One of the most obvious is streaming video online. While this becomes less of an issue on mobile devices than on computers and laptops, it still takes up a significant amount of data and should be regarded as such if you're watching while out and about or commuting home from work.

2) Downloading apps & games

Some can be quite data-intensive - particularly games with HD graphics and high-quality soundtracks. If that Angry Birds addiction has become something more than an occasional treat then you'll want to download other games that don't need internet access to play since these will take up much less data. The same rules apply for downloading apps for your smartphone too Advice varies but generally speaking, you shouldn't be downloading any apps over 3MB in size while you're on the go.

3) Online shopping

The heavier your internet usage, the more data it will take up - and that includes online shopping. While browsing for new items to buy, consider only buying them if they're available on a site where you won't have to use mobile data to process your order. This could mean going to a different website or checking out from your computer instead of using your phone at work since both these options bypass mobile data altogether so won't risk racking up huge bills on the bus home.

4) Playing games online

It isn't just an excess of emailing and social networking which can result in high phone bill charges if you're out of your package allowance. Online games - including MMORPGs and virtual worlds such as World of Warcraft, Second Life, and Gaia Online - can be a huge drain on data if you spend hours playing them every day.

5) Watching videos online

Similar to the above but this time its video clips instead of streaming TV episodes or movies. If YouTube is your online entertainment staple then consider saving your favorites offline to watch them when you don't have internet access e.g. on the tube home from work etc.
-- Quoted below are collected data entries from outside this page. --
//! Paginated `ListRecords` crawl across repositories.
//!
//! The crawler is the single producer of [`CatalogEntry`] values. It pushes
//! them into a bounded channel; a full channel suspends the crawl, which is
//! what keeps a listing of tens of thousands of records from being buffered
//! ahead of the workers.

use std::collections::HashSet;
use std::sync::Arc;
use std::time::Duration;

use governor::clock::DefaultClock;
use governor::state::{InMemoryState, NotKeyed};
use governor::{Quota, RateLimiter};
use tokio::task::JoinHandle;
use tokio_util::sync::CancellationToken;
use url::Url;

use crate::filter::RecordFilter;
use crate::xml_parser::{self, ListRecordsPage};
use crate::{CatalogEntry, DEFAULT_BASE_URL, DEFAULT_METADATA_PREFIX, OaiError};

type DirectLimiter = RateLimiter<NotKeyed, InMemoryState, DefaultClock>;

/// Predicate deciding whether a catalog page URL may be requested.
pub type UrlGate = Arc<dyn Fn(&str) -> bool + Send + Sync>;

#[derive(Debug, Clone)]
pub struct CrawlerConfig {
    /// Scheme and host of the catalog, e.g. `https://bibliotekanauki.pl`.
    pub base_url: String,
    pub metadata_prefix: String,
    pub filter: RecordFilter,
    /// Minimum spacing between two catalog requests. `None` disables pacing.
    pub request_interval: Option<Duration>,
    /// Timeout for a single catalog page request.
    pub timeout: Duration,
    pub user_agent: String,
}

impl Default for CrawlerConfig {
    fn default() -> Self {
        Self {
            base_url: DEFAULT_BASE_URL.to_string(),
            metadata_prefix: DEFAULT_METADATA_PREFIX.to_string(),
            filter: RecordFilter::default(),
            request_interval: None,
            timeout: Duration::from_secs(120),
            user_agent: concat!("nauka-harvester/", env!("CARGO_PKG_VERSION")).to_string(),
        }
    }
}

/// How the crawl of one repository ended.
#[derive(Debug, Clone, PartialEq, Eq)]
pub enum RepositoryOutcome {
    /// The last page carried no resumption token.
    Exhausted,
    /// A request, parse or protocol failure stopped pagination.
    Abandoned(String),
    /// The catalog gate refused the page URL.
    Disallowed,
    Cancelled,
    /// Nobody is consuming entries any more.
    ReceiverClosed,
}

#[derive(Debug, Clone)]
pub struct RepositorySummary {
    pub repository: String,
    pub pages: u64,
    pub records: u64,
    pub entries: u64,
    pub outcome: RepositoryOutcome,
}

#[derive(Debug, Clone, Default)]
pub struct CrawlSummary {
    pub repositories: Vec<RepositorySummary>,
}

impl CrawlSummary {
    /// Total number of entries emitted across all repositories.
    pub fn entries(&self) -> u64 {
        self.repositories.iter().map(|r| r.entries).sum()
    }

    pub fn pages(&self) -> u64 {
        self.repositories.iter().map(|r| r.pages).sum()
    }
}

/// Position of the crawl within one repository.
///
/// The first request carries the metadata prefix; every following request
/// carries only the resumption token of the previous page. A token is never
/// requested twice, so a server echoing the same token cannot loop the crawl.
#[derive(Debug)]
struct ContinuationState {
    repository: String,
    resumption_token: Option<String>,
    used_tokens: HashSet<String>,
}

#[derive(Debug, PartialEq, Eq)]
enum Advance {
    Next,
    Exhausted,
    Repeated,
}

impl ContinuationState {
    fn new(repository: &str) -> Self {
        Self {
            repository: repository.to_string(),
            resumption_token: None,
            used_tokens: HashSet::new(),
        }
    }

    fn request_url(&self, base_url: &str, metadata_prefix: &str) -> Result<Url, OaiError> {
        let mut url = Url::parse(&format!(
            "{}/api/oai/{}",
            base_url.trim_end_matches('/'),
            self.repository
        ))?;
        {
            let mut query = url.query_pairs_mut();
            query.append_pair("verb", "ListRecords");
            match &self.resumption_token {
                Some(token) => query.append_pair("resumptionToken", token),
                None => query.append_pair("metadataPrefix", metadata_prefix),
            };
        }
        Ok(url)
    }

    fn advance(&mut self, token: Option<String>) -> Advance {
        match token {
            None => Advance::Exhausted,
            Some(token) if !self.used_tokens.insert(token.clone()) => Advance::Repeated,
            Some(token) => {
                self.resumption_token = Some(token);
                Advance::Next
            }
        }
    }
}

/// Receiving end of a crawl running in the background.
pub struct CatalogStream {
    pub entries: async_channel::Receiver<CatalogEntry>,
    pub handle: JoinHandle<CrawlSummary>,
}

pub struct CatalogCrawler {
    client: reqwest::Client,
    config: CrawlerConfig,
    gate: Option<UrlGate>,
    limiter: Option<DirectLimiter>,
}

impl CatalogCrawler {
    /// Create a crawler with its own HTTP client.
    pub fn new(config: CrawlerConfig) -> Result<Self, OaiError> {
        let client = reqwest::Client::builder()
            .user_agent(config.user_agent.as_str())
            .build()?;
        Ok(Self::with_client(client, config))
    }

    pub fn with_client(client: reqwest::Client, config: CrawlerConfig) -> Self {
        let limiter = config
            .request_interval
            .and_then(Quota::with_period)
            .map(DirectLimiter::direct);
        Self {
            client,
            config,
            gate: None,
            limiter,
        }
    }

    /// Check every catalog page URL against `gate` before requesting it.
    pub fn with_gate(mut self, gate: UrlGate) -> Self {
        self.gate = Some(gate);
        self
    }

    pub fn config(&self) -> &CrawlerConfig {
        &self.config
    }

    /// Run the crawl in a background task, emitting into a channel of `capacity`.
    pub fn spawn(
        self,
        repositories: Vec<String>,
        capacity: usize,
        cancel: CancellationToken,
    ) -> CatalogStream {
        let (tx, rx) = async_channel::bounded(capacity.max(1));
        let handle = tokio::spawn(async move {
            let summary = self.crawl(&repositories, &tx, &cancel).await;
            // Closing the sender is what tells consumers the catalog is exhausted.
            tx.close();
            summary
        });
        CatalogStream {
            entries: rx,
            handle,
        }
    }

    /// Crawl `repositories` in order, sending every accepted entry to `sink`.
    ///
    /// No failure is fatal: a repository whose page cannot be fetched or
    /// parsed is abandoned and the crawl moves on to the next one.
    pub async fn crawl(
        &self,
        repositories: &[String],
        sink: &async_channel::Sender<CatalogEntry>,
        cancel: &CancellationToken,
    ) -> CrawlSummary {
        let mut summary = CrawlSummary::default();

        for repository in repositories {
            let repo_summary = self.crawl_repository(repository, sink, cancel).await;
            tracing::info!(
                repository = %repository,
                pages = repo_summary.pages,
                records = repo_summary.records,
                entries = repo_summary.entries,
                outcome = ?repo_summary.outcome,
                "repository crawl finished"
            );
            let stop = matches!(
                repo_summary.outcome,
                RepositoryOutcome::Cancelled | RepositoryOutcome::ReceiverClosed
            );
            summary.repositories.push(repo_summary);
            if stop {
                break;
            }
        }

        summary
    }

    async fn crawl_repository(
        &self,
        repository: &str,
        sink: &async_channel::Sender<CatalogEntry>,
        cancel: &CancellationToken,
    ) -> RepositorySummary {
        let mut summary = RepositorySummary {
            repository: repository.to_string(),
            pages: 0,
            records: 0,
            entries: 0,
            outcome: RepositoryOutcome::Exhausted,
        };
        let mut state = ContinuationState::new(repository);

        loop {
            if cancel.is_cancelled() {
                summary.outcome = RepositoryOutcome::Cancelled;
                break;
            }

            let url = match state.request_url(&self.config.base_url, &self.config.metadata_prefix)
            {
                Ok(url) => url,
                Err(e) => {
                    summary.outcome = RepositoryOutcome::Abandoned(e.to_string());
                    break;
                }
            };

            if let Some(gate) = &self.gate
                && !gate(url.as_str())
            {
                tracing::warn!(url = %url, "catalog page disallowed by robots.txt");
                summary.outcome = RepositoryOutcome::Disallowed;
                break;
            }

            let page = match self.fetch_page(&url).await {
                Ok(page) => page,
                Err(e) => {
                    tracing::warn!(repository, url = %url, error = %e, "abandoning repository");
                    summary.outcome = RepositoryOutcome::Abandoned(e.to_string());
                    break;
                }
            };
            summary.pages += 1;

            if let Some(error) = page.error {
                if !error.is_no_records() {
                    let e = OaiError::Protocol {
                        code: error.code,
                        message: error.message,
                    };
                    tracing::warn!(repository, error = %e, "abandoning repository");
                    summary.outcome = RepositoryOutcome::Abandoned(e.to_string());
                }
                break;
            }

            summary.records += page.records.len() as u64;
            tracing::debug!(
                repository,
                page = summary.pages,
                records = page.records.len(),
                complete_list_size = ?page.complete_list_size,
                "catalog page parsed"
            );

            for record in &page.records {
                let entry = match self.config.filter.select_entry(record) {
                    Ok(entry) => entry,
                    Err(reason) => {
                        tracing::trace!(identifier = ?record.identifier, ?reason, "record rejected");
                        continue;
                    }
                };

                tokio::select! {
                    _ = cancel.cancelled() => {
                        summary.outcome = RepositoryOutcome::Cancelled;
                        return summary;
                    }
                    sent = sink.send(entry) => {
                        if sent.is_err() {
                            summary.outcome = RepositoryOutcome::ReceiverClosed;
                            return summary;
                        }
                        summary.entries += 1;
                    }
                }
            }

            match state.advance(page.resumption_token) {
                Advance::Next => {}
                Advance::Exhausted => break,
                Advance::Repeated => {
                    tracing::warn!(repository, "server repeated a resumption token");
                    summary.outcome =
                        RepositoryOutcome::Abandoned("repeated resumption token".to_string());
                    break;
                }
            }
        }

        summary
    }

    /// Request and parse one catalog page.
    pub async fn fetch_page(&self, url: &Url) -> Result<ListRecordsPage, OaiError> {
        if let Some(limiter) = &self.limiter {
            limiter.until_ready().await;
        }

        let response = self
            .client
            .get(url.clone())
            .timeout(self.config.timeout)
            .send()
            .await?;

        if !response.status().is_success() {
            return Err(OaiError::Status(response.status()));
        }

        let body = response.bytes().await?;
        xml_parser::parse_list_records(body.as_ref())
    }
}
6) Signing up for game trials

A lot of free-to-play online games let you sign up for free trials so that you can test them out before committing any money. That sounds like a good idea - but it's important to remember that the vast majority of these sites require you to be online to play them. If your trial turns out not to be your cup of tea, then you will have wasted data on something that wasn't of any use.

7) Browsing images & videos

Since they're less time-intensive than video clips or streaming TV episodes or movies, browsing pictures and viewing funny or interesting videos isn't necessarily careful with your data allowance. But if you do this excessively (particularly using sites such as Tumblr ) now is the perfect time to cut back since spare mobile data can easily mount up if you go overboard.
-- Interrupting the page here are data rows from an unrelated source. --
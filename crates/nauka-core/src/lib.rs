use std::path::PathBuf;
use std::sync::Arc;
use std::time::Duration;

use serde::{Deserialize, Serialize};
use thiserror::Error;
use tokio_util::sync::CancellationToken;

pub mod aggregator;
pub mod backend;
pub mod config_file;
pub mod fetcher;
pub mod harvest;
pub mod manifest;
pub mod pipeline;
pub mod politeness;
pub mod pool;
pub mod scoring;
#[cfg(test)]
mod test_support;

// Re-export for convenience
pub use aggregator::{Aggregator, AggregatorState, CorpusTotals, PublishTarget, RunReport};
pub use backend::{
    ArchiveError, ArchiveSink, BackendError, ExtractedText, LinguisticStats, ScoreError, Scorer,
    TextExtractor,
};
pub use fetcher::{DocumentFetcher, FetchError, RawDocument};
pub use harvest::HarvestReport;
pub use manifest::{Manifest, ManifestInfo};
pub use nauka_oai::{CatalogEntry, CrawlSummary};
pub use pipeline::{AnalyzerFactory, StandardWorkerFactory, Worker};
pub use politeness::{PolitenessGate, RobotsFallback};
pub use pool::{DocumentPool, WorkerFactory};
pub use scoring::RuleScorer;

/// Trimmed texts shorter than this carry no usable text layer.
pub const DEFAULT_MIN_TEXT_CHARS: usize = 100;

#[derive(Error, Debug)]
pub enum CoreError {
    #[error("HTTP request error: {0}")]
    Http(#[from] reqwest::Error),
    #[error("catalog error: {0}")]
    Oai(#[from] nauka_oai::OaiError),
    #[error("archive error: {0}")]
    Archive(#[from] ArchiveError),
    #[error("IO error: {0}")]
    Io(#[from] std::io::Error),
    #[error("manifest error: {0}")]
    Manifest(#[from] serde_json::Error),
    #[error("cannot {action} while aggregator is {state:?}")]
    InvalidState {
        state: AggregatorState,
        action: &'static str,
    },
    #[error("task failed: {0}")]
    Task(String),
}

/// Per-document metadata stored alongside the text in the archive.
#[derive(Debug, Clone, PartialEq, Eq, Serialize, Deserialize)]
pub struct DocumentStats {
    pub url: String,
    pub title: String,
    /// Length of the trimmed text in characters.
    #[serde(rename = "length")]
    pub char_length: u64,
    pub sentences: u64,
    pub words: u64,
    pub verbs: u64,
    pub nouns: u64,
    pub punctuations: u64,
    pub symbols: u64,
}

impl DocumentStats {
    pub fn new(entry: &CatalogEntry, char_length: u64, stats: LinguisticStats) -> Self {
        Self {
            url: entry.download_url.clone(),
            title: entry.title.clone(),
            char_length,
            sentences: stats.sentences,
            words: stats.words,
            verbs: stats.verbs,
            nouns: stats.nouns,
            punctuations: stats.punctuations,
            symbols: stats.symbols,
        }
    }
}

/// Why a document did not make it into the corpus.
#[derive(Debug, Clone, PartialEq, Eq)]
pub enum Rejection {
    /// robots.txt disallows the download URL.
    PolicyDenied,
    /// Connection failure, timeout or non-success status.
    Transport(String),
    /// Fewer (or more) bytes arrived than the server declared.
    Incomplete { expected: u64, received: u64 },
    /// The trimmed text is shorter than the minimum.
    EmptyTextLayer { chars: usize },
    Scoring(String),
}

impl Rejection {
    /// Stable reason key used in run reports.
    pub fn kind(&self) -> &'static str {
        match self {
            Rejection::PolicyDenied => "policy_denied",
            Rejection::Transport(_) => "transport",
            Rejection::Incomplete { .. } => "incomplete",
            Rejection::EmptyTextLayer { .. } => "empty_text_layer",
            Rejection::Scoring(_) => "scoring",
        }
    }
}

impl std::fmt::Display for Rejection {
    fn fmt(&self, f: &mut std::fmt::Formatter<'_>) -> std::fmt::Result {
        match self {
            Rejection::PolicyDenied => write!(f, "disallowed by robots.txt"),
            Rejection::Transport(msg) => write!(f, "download failed: {}", msg),
            Rejection::Incomplete { expected, received } => write!(
                f,
                "incomplete download ({} of {} bytes)",
                received, expected
            ),
            Rejection::EmptyTextLayer { chars } => {
                write!(f, "no usable text layer ({} characters)", chars)
            }
            Rejection::Scoring(msg) => write!(f, "scoring failed: {}", msg),
        }
    }
}

/// What happened to one catalog entry.
#[derive(Debug, Clone, PartialEq, Eq)]
pub enum Outcome {
    Accepted { text: String, stats: DocumentStats },
    Rejected(Rejection),
}

/// The single result produced for every entry a worker consumes.
#[derive(Debug, Clone, PartialEq, Eq)]
pub struct DocumentResult {
    pub entry: CatalogEntry,
    pub outcome: Outcome,
}

impl DocumentResult {
    pub fn accepted(entry: CatalogEntry, text: String, stats: DocumentStats) -> Self {
        Self {
            entry,
            outcome: Outcome::Accepted { text, stats },
        }
    }

    pub fn rejected(entry: CatalogEntry, rejection: Rejection) -> Self {
        Self {
            entry,
            outcome: Outcome::Rejected(rejection),
        }
    }

    pub fn is_accepted(&self) -> bool {
        matches!(self.outcome, Outcome::Accepted { .. })
    }

    pub fn stats(&self) -> Option<&DocumentStats> {
        match &self.outcome {
            Outcome::Accepted { stats, .. } => Some(stats),
            Outcome::Rejected(_) => None,
        }
    }
}

/// Progress events emitted during a harvest.
#[derive(Debug, Clone)]
pub enum ProgressEvent {
    Processing {
        worker: usize,
        title: String,
        url: String,
    },
    Downloading {
        worker: usize,
        url: String,
        bytes_downloaded: u64,
        total_bytes: Option<u64>,
    },
    Accepted {
        url: String,
        title: String,
        documents: u64,
    },
    Rejected {
        url: String,
        title: String,
        rejection: Rejection,
    },
    Finalizing,
}

/// Callback receiving [`ProgressEvent`]s from any task.
pub type ProgressFn = Arc<dyn Fn(ProgressEvent) + Send + Sync>;

/// Resolved configuration for a harvest run.
#[derive(Debug, Clone)]
pub struct Config {
    /// Scheme and host of the catalog and of robots.txt.
    pub base_url: String,
    pub repositories: Vec<String>,
    pub metadata_prefix: String,
    /// Required record language (ISO 639-2).
    pub language: String,
    /// Preferred title language (ISO 639-1).
    pub title_language: String,
    pub request_interval: Option<Duration>,
    /// Check catalog pages against robots.txt as well as documents.
    pub gate_catalog: bool,
    pub num_workers: usize,
    /// Entries queued beyond one per worker.
    pub prefetch: usize,
    pub user_agent: String,
    pub connect_timeout_secs: u64,
    pub download_timeout_secs: u64,
    pub robots_fallback: RobotsFallback,
    pub min_text_chars: usize,
    /// Where the published archive and manifest are written.
    pub output_dir: PathBuf,
    /// Scratch directory for archive chunks and downloads.
    pub data_dir: PathBuf,
    pub manifest: ManifestInfo,
}

impl Default for Config {
    fn default() -> Self {
        Self {
            base_url: nauka_oai::DEFAULT_BASE_URL.to_string(),
            repositories: nauka_oai::DEFAULT_REPOSITORIES
                .iter()
                .map(|r| r.to_string())
                .collect(),
            metadata_prefix: nauka_oai::DEFAULT_METADATA_PREFIX.to_string(),
            language: "pol".to_string(),
            title_language: "pl".to_string(),
            request_interval: None,
            gate_catalog: false,
            num_workers: default_num_workers(),
            prefetch: 2,
            user_agent: concat!("nauka-harvester/", env!("CARGO_PKG_VERSION")).to_string(),
            connect_timeout_secs: 30,
            download_timeout_secs: 600,
            robots_fallback: RobotsFallback::Deny,
            min_text_chars: DEFAULT_MIN_TEXT_CHARS,
            output_dir: PathBuf::from("."),
            data_dir: PathBuf::from("./data"),
            manifest: ManifestInfo::default(),
        }
    }
}

impl Config {
    pub fn crawler_config(&self) -> nauka_oai::CrawlerConfig {
        nauka_oai::CrawlerConfig {
            base_url: self.base_url.clone(),
            metadata_prefix: self.metadata_prefix.clone(),
            filter: nauka_oai::RecordFilter::new(&self.language, &self.title_language),
            request_interval: self.request_interval,
            timeout: Duration::from_secs(self.download_timeout_secs),
            user_agent: self.user_agent.clone(),
        }
    }

    pub fn robots_url(&self) -> String {
        politeness::robots_url(&self.base_url)
    }

    /// Catalog crawler on `client`, gated by robots.txt when `gate_catalog` is set.
    pub async fn catalog_crawler(&self, client: reqwest::Client) -> nauka_oai::CatalogCrawler {
        let gate = if self.gate_catalog {
            Some(
                PolitenessGate::load(
                    &client,
                    &self.robots_url(),
                    &self.user_agent,
                    self.robots_fallback,
                )
                .await,
            )
        } else {
            None
        };
        let crawler = nauka_oai::CatalogCrawler::with_client(client, self.crawler_config());
        match gate {
            Some(gate) => crawler.with_gate(Arc::new(move |url: &str| gate.allowed(url))),
            None => crawler,
        }
    }

    /// Parent of the per-worker download directories.
    pub fn downloads_dir(&self) -> PathBuf {
        self.data_dir.join("downloads")
    }

    /// Capacity of the catalog queue feeding the workers.
    pub fn queue_capacity(&self) -> usize {
        self.num_workers.max(1) + self.prefetch
    }

    pub fn publish_target(&self) -> PublishTarget {
        let name = &self.manifest.name;
        PublishTarget {
            archive_path: self.output_dir.join(format!("{name}.jsonl.gz")),
            manifest_path: self.output_dir.join(format!("{name}.manifest")),
            manifest: self.manifest.clone(),
        }
    }

    /// Build an HTTP client with the configured user agent and timeouts.
    pub fn http_client(&self) -> Result<reqwest::Client, CoreError> {
        Ok(reqwest::Client::builder()
            .user_agent(self.user_agent.as_str())
            .connect_timeout(Duration::from_secs(self.connect_timeout_secs))
            .timeout(Duration::from_secs(self.download_timeout_secs))
            .pool_idle_timeout(Duration::from_secs(30))
            .build()?)
    }
}

/// Number of parallel execution units, or 1 if unknown.
pub fn default_num_workers() -> usize {
    std::thread::available_parallelism()
        .map(|n| n.get())
        .unwrap_or(1)
}

/// Crawl the catalog, process every qualifying document and publish the corpus.
///
/// The run ends when the catalog is exhausted or `cancel` fires; in both cases
/// whatever was collected is committed and a manifest is written.
pub async fn harvest<S: ArchiveSink + 'static>(
    config: &Config,
    factory: Arc<dyn WorkerFactory>,
    sink: S,
    progress: ProgressFn,
    cancel: CancellationToken,
) -> Result<HarvestReport, CoreError> {
    harvest::run(config, factory, sink, progress, cancel).await
}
As you can see, many online activities will use up your data allowance - but there are ways of reducing the number of bytes that you're downloading. Saving pictures and videos offline is one way; switching to apps that allow you to play games without an internet connection is another.

The key thing to remember is that it's not just activities such as downloading music or streaming TV programs or movies that can eat into your phone bill charges. As long as the internet is involved in some way, then using it excessively has the potential to result in high fees being added to your monthly bill at the end of the month.